Certainly, it mediates rather nicely on what it means to navigate the world as a woman of a certain age…whatever that means in the twenty-first century.
It shouldn’t come as too much of a surprise to learn that Mark Darcy (Colin Firth) is no longer with us. One needn’t have read Fielding’s original book, the film’s source, to know as much. So shocking was Darcy’s death back in 2013 that the twist was reported in actuality across the tabloid press. Regardless, it is played here for the sucker punch – and wins it. One moment Darcy is there, the next he is not.
Physically, that is. Firth’s presence is fleeting in wispy memory but profound in a more spiritual sense. As things begin, it has been four years since Darcy tragically lost his life on a humanitarian aid mission in Sudan, leaving Bridget as single mother to Billy and Mabel (newcomers Casper Knof and Mila Jankovic). Theirs is a gorgeous but deeply chaotic home.
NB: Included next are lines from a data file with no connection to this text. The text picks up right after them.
//! Parser diagnostics.

use std::error::Error;
use std::fmt;

/// A single diagnostic recorded while parsing.
///
/// The parser never aborts on these; it records the message, skips to the
/// next statement boundary and keeps going, so one parse can report several.
#[derive(Debug, PartialEq, Eq, Clone)]
pub enum ParseError {
    /// The token after the current one is not what the grammar requires.
    UnexpectedToken { expected: String, got: String },
    /// No expression can start with this token.
    NoPrefixParseFn(String),
    /// An integer literal that does not fit in 64 bits.
    BadIntLiteral(String),
}

impl fmt::Display for ParseError {
    fn fmt(&self, f: &mut fmt::Formatter<'_>) -> fmt::Result {
        match self {
            ParseError::UnexpectedToken { expected, got } => write!(
                f,
                "expected next token to be {}, got {} instead",
                expected, got
            ),
            ParseError::NoPrefixParseFn(kind) => {
                write!(f, "no prefix parse function for {} found", kind)
            }
            ParseError::BadIntLiteral(literal) => {
                write!(f, "could not parse \"{}\" as integer", literal)
            }
        }
    }
}

impl Error for ParseError {}

/// All diagnostics from one parse, in source order. Never empty when
/// returned as an error.
#[derive(Debug, PartialEq, Eq, Clone)]
pub struct ParseErrors(pub Vec<ParseError>);

impl fmt::Display for ParseErrors {
    fn fmt(&self, f: &mut fmt::Formatter<'_>) -> fmt::Result {
        let mut first = true;
        for error in &self.0 {
            if !first {
                writeln!(f)?;
            }
            write!(f, "{}", error)?;
            first = false;
        }
        Ok(())
    }
}

impl Error for ParseErrors {}

#[cfg(test)]
mod tests {
    use super::*;

    #[test]
    fn messages() {
        assert_eq!(
            ParseError::UnexpectedToken {
                expected: "=".to_string(),
                got: "INT".to_string(),
            }
            .to_string(),
            "expected next token to be =, got INT instead"
        );
        assert_eq!(
            ParseError::NoPrefixParseFn("!=".to_string()).to_string(),
            "no prefix parse function for != found"
        );
        assert_eq!(
            ParseError::BadIntLiteral("99999999999999999999".to_string()).to_string(),
            "could not parse \"99999999999999999999\" as integer"
        );
    }

    #[test]
    fn error_list_prints_one_per_line() {
        let errors = ParseErrors(vec![
            ParseError::NoPrefixParseFn(";".to_string()),
            ParseError::NoPrefixParseFn("EOF".to_string()),
        ]);
        assert_eq!(
            errors.to_string(),
            "no prefix parse function for ; found\nno prefix parse function for EOF found"
        );
    }
}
all the new domestic dimensions at play, Mad About the Boy remains recognisably Bridget Jones. Much attention, for example, is devoted to a widespread understanding that what Bridget is missing in her life is less Darcy himself than a good shag. God forbid, as Shirley Henderson’s Jude grimly forebodes, that her vagina should literally re-seal itself. How fortuitous it is, then, that Bridget should capture the mind and imagination of two prime for picking suitors.
Given just how problematic the original Bridget Jones’s Diary now seems to a 2025 audience – the notion that Bridget’s perfectly healthy weight rendered her fat and unlovable was always absurd – there’s something redemptively empowering about a film like Mad About the Boy finally admitting that a mid-fifties Bridget is perfectly eligible for a vibrant sex life. She finds it first in the form of the much younger Rockster, a hunky park ranger played with twinkle by One Day’s Leo Woodall. It’s a tender romance and winning navigation through the lived experience of an age difference, without ever falling fowl of sexist judgement.
Such is not to say writers Fielding, Dan Mazer and Abi Morgan steer too far clear of the lowest comic denominator. Great fun is mined from a condom shopping trip and attempts by the youngest Darcy to get her phonetics around the word syphilis. A return to the fray for Hugh Grant, whose Daniel Cleaver was briefly killed off last time around, delivers a constant stream of laughs with his babysitting repertoire – nicely played against an estranged relationship with his own son – including teaching the kids how to whip up the perfect ‘dirty bitch’. There’s joy to be found too in returns for Emma Thompson’s weary gynaecologist and series regulars Sally Phillips, James Callis and Gemma Jones.
Of course, we know that the equally eligible Mr. Wallaker (Chiwetel Ejiofor), the Darcy-ish teacher and Bridget’s kids’ school, is our lead’s more likely endgame, but such is part of the winsome pleasure. A return to Bridget’s plummy world recalls safer and more wholesome days passed. As comfy as the largest of M&S supportive knickers. Zellweger is terrific throughout, guiding us ably through a life well versed in comic ups and downs, albeit with just a touch more emotional integrity than before.